Esta información empezó a ganar proscenio en las noticias, o al menos en nuestros comentarios internos, ya que no podíamos escribirla en los despachos.
Y en los Estados Unidos, la marea de la cobertura de los medios comenzó a cambiar, debido a otra tragedia. El 4 de mayo, cientos de estudiantes se concentraron en los patios de la Universidad de Kent, Ohio, en protesta contra la decisión, anunciada una semana antes por el presidente Richard Nixon, de extender la guerra al territorio de Camboya. Un grupo de 300 de ellos se acercó al batallón de soldados de la Guardia Nacional que había recibido la orden de dispersarlos y comenzó a lanzar bombas lacrimógenas contra los manifestantes, además de amenazarlos con bayonetas caladas. Algunos estudiantes respondieron arrojando piedras a los soldados.

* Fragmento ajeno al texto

use std::sync::Arc;

use anyhow::{anyhow, ensure, Result};
use chain_storage::PruneSummary;
use recent_chain_data::RecentChainData;
use types::{
    config::Config,
    consts::{GENESIS_SLOT, ZERO_ROOT},
    containers::{AnchorState, BlockRecord, Checkpoint, StateRecord},
    primitives::{Epoch, Slot, H256},
};

/// Deterministically generates a chain of blocks and states.
///
/// Chains built with the same `fork` and the same slots consist of identical records.
/// Forks of one chain share their common prefix and differ after it.
#[derive(Clone, Debug)]
pub struct ChainBuilder {
    config: Arc<Config>,
    fork: u64,
    blocks: Vec<(BlockRecord, StateRecord)>,
}

impl ChainBuilder {
    /// Starts a chain with a genesis block at slot 0.
    #[must_use]
    pub fn genesis(config: Arc<Config>) -> Self {
        let (block, state) = generate(ZERO_ROOT, GENESIS_SLOT, 0);

        Self {
            config,
            fork: 0,
            blocks: vec![(block, state)],
        }
    }

    /// Copies the chain. Blocks generated on the copy differ from blocks generated on `self`.
    #[must_use]
    pub fn fork(&self, fork: u64) -> Self {
        Self {
            fork,
            ..self.clone()
        }
    }

    #[must_use]
    pub const fn config(&self) -> &Arc<Config> {
        &self.config
    }

    pub fn anchor(&self) -> Result<AnchorState> {
        let (block, state) = self.blocks[0].clone();
        AnchorState::new(block, state)
    }

    #[must_use]
    pub fn latest(&self) -> &BlockRecord {
        let (block, _) = self.latest_pair();
        block
    }

    #[must_use]
    pub fn latest_state(&self) -> &StateRecord {
        let (_, state) = self.latest_pair();
        state
    }

    #[must_use]
    pub fn block_at_slot(&self, slot: Slot) -> Option<&BlockRecord> {
        self.blocks
            .iter()
            .map(|(block, _)| block)
            .find(|block| block.slot == slot)
    }

    /// The latest block at or before `slot`.
    #[must_use]
    pub fn block_at_or_before_slot(&self, slot: Slot) -> Option<&BlockRecord> {
        self.blocks
            .iter()
            .map(|(block, _)| block)
            .take_while(|block| block.slot <= slot)
            .last()
    }

    pub fn blocks(&self) -> impl Iterator<Item = &BlockRecord> {
        self.blocks.iter().map(|(block, _)| block)
    }

    /// Appends a block at `slot` on top of the latest block.
    pub fn generate_block_at_slot(&mut self, slot: Slot) -> Result<(BlockRecord, StateRecord)> {
        let parent = self.latest();

        ensure!(
            slot > parent.slot,
            "block at slot {slot} cannot follow block at slot {}",
            parent.slot,
        );

        let pair = generate(parent.root, slot, self.fork);
        self.blocks.push(pair.clone());

        Ok(pair)
    }

    pub fn generate_next_block(&mut self) -> Result<(BlockRecord, StateRecord)> {
        self.generate_block_at_slot(self.latest().slot + 1)
    }

    /// Appends a block at every slot after the latest block up to and including `slot`.
    pub fn generate_blocks_up_to_slot(
        &mut self,
        slot: Slot,
    ) -> Result<Vec<(BlockRecord, StateRecord)>> {
        let start = self.latest().slot + 1;

        (start..=slot)
            .map(|slot| self.generate_block_at_slot(slot))
            .collect()
    }

    fn latest_pair(&self) -> &(BlockRecord, StateRecord) {
        self.blocks
            .last()
            .expect("chain always contains at least the genesis block")
    }
}

/// Feeds blocks generated by a [`ChainBuilder`] into [`RecentChainData`].
///
/// Every imported block weighs as much as its slot, so the latest block on the longest chain
/// is always the heaviest.
pub struct ChainUpdater {
    recent_chain_data: Arc<RecentChainData>,
    chain_builder: ChainBuilder,
}

impl ChainUpdater {
    #[must_use]
    pub const fn new(recent_chain_data: Arc<RecentChainData>, chain_builder: ChainBuilder) -> Self {
        Self {
            recent_chain_data,
            chain_builder,
        }
    }

    #[must_use]
    pub const fn chain_builder(&self) -> &ChainBuilder {
        &self.chain_builder
    }

    pub fn initialize_genesis(&self) -> Result<()> {
        self.recent_chain_data
            .initialize_from_anchor(&self.chain_builder.anchor()?)
    }

    /// Generates and imports a block at `slot` and makes it the head if it outweighs the head.
    pub fn advance_chain(&mut self, slot: Slot) -> Result<BlockRecord> {
        let (block, state) = self.chain_builder.generate_block_at_slot(slot)?;
        self.save_block(block.clone(), state)?;
        Ok(block)
    }

    pub fn advance_chain_until(&mut self, slot: Slot) -> Result<Vec<BlockRecord>> {
        let start = self.chain_builder.latest().slot + 1;

        (start..=slot)
            .map(|slot| self.advance_chain(slot))
            .collect()
    }

    /// Imports a block generated elsewhere, such as on a fork of the builder.
    pub fn save_block(&self, block: BlockRecord, state: StateRecord) -> Result<()> {
        let root = block.root;
        let weight = block.slot;

        self.recent_chain_data
            .import_block(block, Some(state), weight)?;
        self.recent_chain_data.update_head(root)?;

        Ok(())
    }

    /// Finalizes the latest block at or before the start of `epoch`.
    ///
    /// The justified checkpoint is moved to the same block.
    pub fn finalize_epoch(&self, epoch: Epoch) -> Result<PruneSummary> {
        let checkpoint = self.checkpoint_at_epoch(epoch)?;

        self.recent_chain_data
            .apply_checkpoints(checkpoint, checkpoint)
    }

    pub fn checkpoint_at_epoch(&self, epoch: Epoch) -> Result<Checkpoint> {
        let start_slot = self.chain_builder.config().start_slot(epoch);

        let block = self
            .chain_builder
            .block_at_or_before_slot(start_slot)
            .ok_or_else(|| anyhow!("no block at or before slot {start_slot}"))?;

        Ok(Checkpoint::new(epoch, block.root))
    }
}

fn generate(parent_root: H256, slot: Slot, fork: u64) -> (BlockRecord, StateRecord) {
    let payload = [fork.to_le_bytes(), slot.to_le_bytes()].concat();
    let state_payload = [parent_root.as_bytes(), payload.as_slice()].concat();
    let state_root = StateRecord::compute_root(slot, &state_payload);
    let block = BlockRecord::new(parent_root, slot, state_root, payload);
    let state = StateRecord::new(block.root, slot, state_payload);
    (block, state)
}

En un momento, los militares comenzaron a disparar con sus armas cargadas con balas reales. Mataron a cuatro estudiantes en el acto e hirieron a otros nueve. Era la primera vez en toda la historia de Estados Unidos que estudiantes eran asesinados durante una protesta por la paz. El evento provocó una ola masiva de protestas y huelgas en numerosas universidades de todo el país, y la opinión pública sobre la guerra, junto con la cobertura de los medios, comenzó a cambiar.

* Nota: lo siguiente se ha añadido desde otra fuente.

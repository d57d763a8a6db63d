use core::ops::Range;
use std::{borrow::Cow, collections::HashSet, sync::Arc};

use anyhow::{bail, ensure, Result};
use database::{Batch, Database, PrefixableKey as _};
use log::{debug, info, warn};
use parking_lot::Mutex;
use types::{
    config::Config,
    consts::GENESIS_SLOT,
    containers::{AnchorState, BlockRecord, Checkpoint, StateRecord},
    primitives::{Slot, H256},
};

use crate::{
    deposits::DepositStorage,
    error::Error,
    fork_choice_snapshot::ForkChoiceSnapshotStore,
    keys::{
        self, BlockByRoot, BlockRootBySlot, SlotBlockRoot, SlotStateRoot, StateByStateRoot,
        StateRootByBlockRoot, ANCHOR_KEY, CHECKPOINTS_KEY, HEAD_KEY, PRUNE_CURSOR_KEY,
        PRUNE_FLOOR_KEY,
    },
    metadata::{self, StorageMetadata},
    misc::{BlockRetention, Checkpoints, PruneSummary, StorageMode, StoredChain},
};

/// Domain view of a [`Database`].
///
/// Clones share the database and the write section.
/// The database is closed when the last clone (including stores derived from it) is dropped.
#[derive(Clone)]
pub struct Storage {
    config: Arc<Config>,
    database: Arc<Database>,
    storage_mode: StorageMode,
    // Serializes logical write operations. Reads never take it.
    write_section: Arc<Mutex<()>>,
}
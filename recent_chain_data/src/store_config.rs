use derivative::Derivative;

#[derive(Clone, Copy, Debug, Derivative)]
#[derivative(Default)]
pub struct StoreConfig {
    /// Blocks kept in memory in addition to the head and the finalized block.
    #[derivative(Default(value = "64"))]
    pub max_recent_blocks: usize,
    #[derivative(Default(value = "32"))]
    pub max_recent_states: usize,
}

impl StoreConfig {
    #[must_use]
    pub fn minimal() -> Self {
        Self {
            max_recent_blocks: 8,
            max_recent_states: 4,
            ..Self::default()
        }
    }
}
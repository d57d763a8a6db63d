use std::sync::Arc;

use anyhow::{ensure, Result};
use database::Database;
use log::{debug, info};
use serde::{Deserialize, Serialize};
use types::{
    containers::Checkpoint,
    fork_choice::{ForkChoiceDag, ForkChoiceNode},
    primitives::H256,
};

use crate::{
    error::Error,
    keys::{self, FORK_CHOICE_SNAPSHOT_KEY},
};

/// Serialized form of a [`ForkChoiceDag`] paired with the finalized checkpoint it was taken at.
#[derive(Clone, PartialEq, Eq, Debug, Deserialize, Serialize)]
pub struct ForkChoiceSnapshot {
    pub finalized: Checkpoint,
    pub root: H256,
    pub nodes: Vec<ForkChoiceNode>,
}

impl ForkChoiceSnapshot {
    /// The root of `dag` must be the block of `finalized`.
    pub fn capture(dag: &ForkChoiceDag, finalized: Checkpoint) -> Result<Self> {
        ensure!(
            dag.root() == finalized.root,
            Error::SnapshotMismatch {
                snapshot: Checkpoint::new(finalized.epoch, dag.root()),
                stored: finalized,
            },
        );

        Ok(Self {
            finalized,
            root: dag.root(),
            nodes: dag.nodes().copied().collect(),
        })
    }

    pub fn into_dag(self) -> Result<ForkChoiceDag> {
        ForkChoiceDag::from_nodes(self.root, self.nodes)
    }
}

/// Durable copy of the fork-choice working set.
///
/// Independent of checkpoint commits. Whoever restores a snapshot must check it against the
/// finalized checkpoint in storage, which [`ForkChoiceSnapshotStore::restore_matching`] does.
pub struct ForkChoiceSnapshotStore {
    database: Arc<Database>,
}

impl ForkChoiceSnapshotStore {
    pub(crate) const fn new(database: Arc<Database>) -> Self {
        Self { database }
    }

    /// Serializes `dag` into an opaque blob.
    pub fn snapshot(dag: &ForkChoiceDag, finalized: Checkpoint) -> Result<Vec<u8>> {
        keys::serialize_value(&ForkChoiceSnapshot::capture(dag, finalized)?)
    }

    pub fn save(&self, dag: &ForkChoiceDag, finalized: Checkpoint) -> Result<()> {
        let blob = Self::snapshot(dag, finalized)?;

        self.database.put(FORK_CHOICE_SNAPSHOT_KEY, blob)?;

        debug!(
            "saved fork-choice snapshot with {} nodes at epoch {}",
            dag.len(),
            finalized.epoch,
        );

        Ok(())
    }

    pub fn restore(&self) -> Result<Option<ForkChoiceSnapshot>> {
        keys::get(&self.database, FORK_CHOICE_SNAPSHOT_KEY)
    }

    /// Restores the last snapshot if it was taken at `finalized`.
    ///
    /// Fails with [`Error::SnapshotMismatch`] if the snapshot belongs to another checkpoint.
    pub fn restore_matching(&self, finalized: Checkpoint) -> Result<Option<ForkChoiceDag>> {
        let Some(snapshot) = self.restore()? else {
            return Ok(None);
        };

        ensure!(
            snapshot.finalized == finalized && snapshot.root == finalized.root,
            Error::SnapshotMismatch {
                snapshot: snapshot.finalized,
                stored: finalized,
            },
        );

        snapshot.into_dag().map(Some)
    }

    pub fn discard(&self) -> Result<()> {
        self.database.delete(FORK_CHOICE_SNAPSHOT_KEY)?;
        info!("discarded fork-choice snapshot");
        Ok(())
    }
}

La extensión de la guerra al territorio hasta ahora neutral de Camboya me dio otra lección preciosa. Los ejércitos de Vietnam del Sur y de EE. UU. comenzaron su invasión entre el 29 de abril y el 1 de mayo, que fue precedida por una serie de operaciones preliminares. Su objetivo era atacar a las unidades del ejército de Vietnam del Norte sin pasar por el territorio contiguo de Vietnam del Sur, donde las operaciones se vieron obstaculizadas por la presencia del Viet Cong.
Recuerdo muy bien el primer despacho sobre la invasión, que me pasó Mário, días antes de la tragedia de Kent. Comenzó diciendo que las fuerzas survietnamitas y estadounidenses tenían problemas para avanzar, debido a las dificultades del terreno y la resistencia inesperada que encontraban. Señalaba que las tropas comprometidas habían avanzado “solo” “x” (el número exacto no lo recuerdo) millas desde su punto de partida.
Apenas había comenzado a traducir el despacho cuando sonó un timbre estridente en uno de los télex, anunciando la llegada de un asunto considerado urgente. Era un texto que reemplazaba al que había recibido, y este primero debería ser “anulado”. El nuevo texto decía que los ejércitos invasores avanzaban rápidamente y ya estaban a “y” millas (que la gente tenía que convertir a kilómetros) de su objetivo. Lo que fue una operación difícil, frenada por la resistencia del enemigo, se transformó en un avance rápido y triunfal.
Fue así, a través del conteo de muertos y el kilometraje, que aprendí en vivo y en color, además de la carne y los huesos de mis dedos, contrariamente a lo que se supone, que la manipulación de la información es normal en el estado del arte de una guerra Porque siempre hay al menos dos guerras en una: la guerra del campo de batalla y la guerra mediática. No se trata solo de propaganda para un lado. Es necesario convencer a las personas afectadas de que, de hecho, están convencidas. Esta afirmación puede parecer una tautología, pero no lo es. Porque no es suficiente presentar tu lado como justo y correcto; es necesario demonizar al otro lado, reducirlo a imágenes grotescas y monstruosas.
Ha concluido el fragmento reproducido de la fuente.